Kreuzzüge in der Geschichte

Kreuzzug, Inquisition, Hexenverfolgung

Hexen im offiziellen Dienst

Nicht immer waren Hexendienste verpönt gewesen, bis zu einer gewissen Zeit bedienten sich Adlige und Geistliche durchaus auch den Diensten von Hexen. So soll der Graf von Kyburg im Jahre 1382 eine Hexe damit beauftragt haben, sich auf die Zinnen seiner Burg zu stellen und ein Gewitter heraufzubeschwören, um so eine Armee von Feinden zu zerstreuen. Er war, wie seine Zeitgenossen der Überzeugung, Hexen könnten Gewitter zu See und zu Lande nach Belieben aufziehen zu lassen. Es war sogar zunächst noch die Annahme verbreitet, Hexen hätten die Erlaubnis Gottes, Macht über das Wetter zu haben.

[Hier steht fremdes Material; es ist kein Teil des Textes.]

//! OpenAPI documentation configuration.
//!
//! [`ApiDoc`] registers every HTTP endpoint from the inbound layer together
//! with the request/response bodies and the error wrappers ([`ErrorSchema`],
//! [`ErrorCodeSchema`]) that describe domain errors without coupling domain
//! types to utoipa. Swagger UI serves the document in debug builds.

use crate::inbound::http::drivers::{
    CreateDriverRequest, DeleteDriverResponse, DriverListResponse, DriverNameResponse,
    DriverResponse, DriverSummary, UpdateDriverRequest,
};
use crate::inbound::http::schemas::{ErrorCodeSchema, ErrorSchema};
use utoipa::OpenApi;

/// OpenAPI document for the REST API.
#[derive(OpenApi)]
#[openapi(
    info(
        title = "Fleet backend API",
        description = "Manage drivers and the vehicles registered to them.",
        license(name = "MIT")
    ),
    servers(
        (url = "/", description = "Relative to the deployment base URL")
    ),
    paths(
        crate::inbound::http::schema_init::init_schema,
        crate::inbound::http::drivers::list_drivers,
        crate::inbound::http::drivers::get_driver,
        crate::inbound::http::drivers::create_driver,
        crate::inbound::http::drivers::update_driver,
        crate::inbound::http::drivers::delete_driver,
        crate::inbound::http::health::ready,
        crate::inbound::http::health::live,
    ),
    components(schemas(
        ErrorSchema,
        ErrorCodeSchema,
        CreateDriverRequest,
        UpdateDriverRequest,
        DriverSummary,
        DriverListResponse,
        DriverNameResponse,
        DriverResponse,
        DeleteDriverResponse,
    )),
    tags(
        (name = "drivers", description = "Driver registry operations"),
        (name = "schema", description = "Storage schema management"),
        (name = "health", description = "Endpoints for health checks")
    )
)]
pub struct ApiDoc;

Auch Ludwig von Valois, Herzog von Orleans (1372-1407) holte Hexen an seinen Hof; sie sollten - nachdem der Exorzismus der Priester versagt hatte - seinen älteren Bruder Karl vom Irrsinn zu heilen (die Hexen versagte ebenfalls). Guichard, Bischof von Troyes (1299 bis 1314) soll mit Voodoo-Zauber versucht haben Königin Johanna I. von Navarra zu töten. Im Zusammenhang mit ihrem Tod 1305 - die Königin starb im Alter von 32 Jahren - wurde der Bischof beschuldigt, aber nicht verurteilt. Anderen Quellen zur Folge, soll das Ziel des Bischofs, Johannas Mutter Blanche von Artois gewesen sein.